2 2020 incursion, only one prior incident occurred. In 2010 (“2010 incident”), a motorist veered into

the Starbucks café at an angle, striking the corner of the building and the storefront. The motorist

was not using the nose-in parking spaces directly in front of the café, but, rather, was in front of

the neighboring tenant when her vehicle moved forward and struck the building.

In 2016, Starbucks proposed lease extension terms to Keat and McKnight. These terms

included installation of site rail at the café at Starbucks’ cost.1 Starbucks sent a site rail proposal

to Keat and McKnight which stated the site rail’s purpose was to “provide an extra layer of

protection between vehicles and Starbucks stores.” Site rail was never installed, however, because

of unrelated contractual disputes. Starbucks never sent a separate request to Keat and McKnight

to add site rail to the café.

On October 3, 2020, Motorist drove his sport utility vehicle from a nose-in parking space

directly in front of the café into the storefront.2 One person died, and two others were injured.

Plaintiffs sued Defendants and Motorist, raising two counts in their second amended petition: (1)

negligence and (2) premises liability.3 Defendants moved for summary judgment, arguing (1) they

had no reason to know of the negligent acts of a third party because there was only one prior

incident ten years earlier and (2) Plaintiffs did not submit sufficient evidence to prove the parking

lot had any defective, hazardous, or dangerous condition. The circuit court granted summary

judgment in Defendants’ favor. The circuit court determined the undisputed facts demonstrated

(1) Defendants had no reason to know of the 2020 incursion and (2) Plaintiffs did not demonstrate

the parking lot had any defective, hazardous, or dangerous condition.

1 Plaintiffs use the term “bollards” in their brief, while Starbucks uses the term “site rail.” Bollards are short, sturdy posts, typically made of concrete or stainless steel. Site rail is two bollards connected with wood or metal. They both serve the same purpose: to prevent incursions into public spaces. This Court will use the term “site rail” to refer to both barriers. 2 The record does not disclose why Motorist crashed into the café. 3 All Plaintiffs settled their claims with Motorist before summary judgment.

3 This appeal follows.

Standard of Review

“The standard of review on appeal regarding summary judgment is essentially de novo.”
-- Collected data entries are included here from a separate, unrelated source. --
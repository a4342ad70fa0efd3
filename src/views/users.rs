use std::sync::Arc;

use super::{ErrorSlot, Resync};
use crate::auth::rbac::{Action, Role};
use crate::auth::UserContext;
use crate::error::ClientError;
use crate::models::{User, UserPayload};
use crate::repositories::UserRepository;
use crate::require_capability;
use crate::services::AuthService;

pub const MANAGER_NOTICE: &str = "Manager View: You can view users to assign tasks, but user management is restricted to Administrators.";

/// Team member listing. Only Admins may change anything here.
pub struct UsersView {
    auth: Arc<AuthService>,
    user_repo: Arc<dyn UserRepository>,
    users: Vec<User>,
    errors: ErrorSlot,
}

impl UsersView {
    pub fn new(auth: Arc<AuthService>, user_repo: Arc<dyn UserRepository>) -> Self {
        Self {
            auth,
            user_repo,
            users: Vec::new(),
            errors: ErrorSlot::default(),
        }
    }

    fn user(&self) -> Result<UserContext, ClientError> {
        UserContext::require(&self.auth.state())
    }

    pub async fn load(&mut self) -> Result<(), ClientError> {
        let result = self.fetch().await;
        self.errors.settle(result)
    }

    async fn fetch(&mut self) -> Result<(), ClientError> {
        let user = self.user()?;
        require_capability!(user, Action::ViewUsers);
        self.users = self.user_repo.list().await?;
        Ok(())
    }

    pub fn users(&self) -> &[User] {
        &self.users
    }

    pub fn is_read_only(&self) -> bool {
        !self
            .user()
            .map(|u| u.can(Action::EditUser))
            .unwrap_or(false)
    }

    /// Banner shown to Managers explaining why the list is read-only.
    pub fn notice(&self) -> Option<&'static str> {
        match self.auth.state().role() {
            Some(Role::Manager) => Some(MANAGER_NOTICE),
            _ => None,
        }
    }

    pub fn last_error(&self) -> Option<&str> {
        self.errors.get()
    }

    /// Creates a user. Re-fetches: users.
    pub async fn create(&mut self, payload: UserPayload) -> Result<(), ClientError> {
        let result = self.send_create(&payload).await;
        self.finish(result).await
    }

    async fn send_create(&self, payload: &UserPayload) -> Result<(), ClientError> {
        let user = self.user()?;
        require_capability!(user, Action::CreateUser);
        payload.validate()?;
        self.user_repo.create(payload).await
    }

    /// Replaces a user's details. Re-fetches: users.
    pub async fn update(&mut self, id: i64, payload: UserPayload) -> Result<(), ClientError> {
        let result = self.send_update(id, &payload).await;
        self.finish(result).await
    }

    async fn send_update(&self, id: i64, payload: &UserPayload) -> Result<(), ClientError> {
        let user = self.user()?;
        require_capability!(user, Action::EditUser);
        payload.validate()?;
        self.user_repo.update(id, payload).await
    }

    /// Deletes a user. Re-fetches: users.
    pub async fn delete(&mut self, id: i64) -> Result<(), ClientError> {
        let result = self.send_delete(id).await;
        self.finish(result).await
    }

    async fn send_delete(&self, id: i64) -> Result<(), ClientError> {
        let user = self.user()?;
        require_capability!(user, Action::DeleteUser);
        self.user_repo.delete(id).await
    }

    async fn finish(&mut self, result: Result<(), ClientError>) -> Result<(), ClientError> {
        let result = self.errors.settle(result);
        if result.is_ok() {
            self.resync().await;
        }
        result
    }

    async fn resync(&mut self) {
        match self.user_repo.list().await {
            Ok(users) => self.users = users,
            Err(e) => {
                tracing::warn!(error = %e, resync = ?Resync::Users, "re-fetch after mutation failed");
                self.errors.note(&e);
            }
        }
    }
}
pub mod api_client;
pub mod auth_service;

// Re-export commonly used types
pub use api_client::ApiClient;
pub use auth_service::AuthService;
Kroner Invs., LLC v. Dann, 583 S.W.3d 126, 128 (Mo. App. E.D. 2019) (citing Foster v. St. Louis

Cnty., 239 S.W.3d 599, 601 (Mo. banc 2007)). “Summary judgment will be affirmed when the

moving party has established a right to judgment as a matter of law ‘on the basis of facts as to

which there is no genuine dispute.’” Holmes v. Steelman, 624 S.W.3d 144, 148 (Mo. banc 2021)

(quoting Newton v. Mercy Clinic E. Cmtys., 596 S.W.3d 625, 628 (Mo. banc 2020)). “A defendant

is entitled to summary judgment when [he or] she ‘shows facts that negate any one of the necessary

elements of the plaintiff’s claim.’” Neil v. St. Louis Cnty., 688 S.W.3d 268, 272–73 (Mo. App.

E.D. 2024) (quoting Blackwell Motors, Inc. v. Manheim Servs. Corp., 529 S.W.3d 367, 379

(Mo. App. E.D. 2017)).

This Court reviews the record “in the light most favorable to the party against whom

summary judgment was entered, and that party is entitled to the benefit of all reasonable inferences

from the record.” Green v. Fotoohighiam, 606 S.W.3d 113, 116 (Mo. banc 2020) (quoting Goerlitz

v. City of Maryville, 333 S.W.3d 450, 453 (Mo. banc 2011) (abrogated on other grounds by

Glendale Shooting Club, Inc. v. Landolt, 661 S.W.3d 778, 785 (Mo. banc 2023)). “[F]acts

contained in affidavits or otherwise in support of the party’s motion are accepted as true unless

contradicted by the non-moving party’s response to the summary judgment motion.” Id. Only

genuine disputes of material facts preclude summary judgment. Id. at 115. “A material fact in the

context of summary judgment is one from which the right to judgment flows.” Id.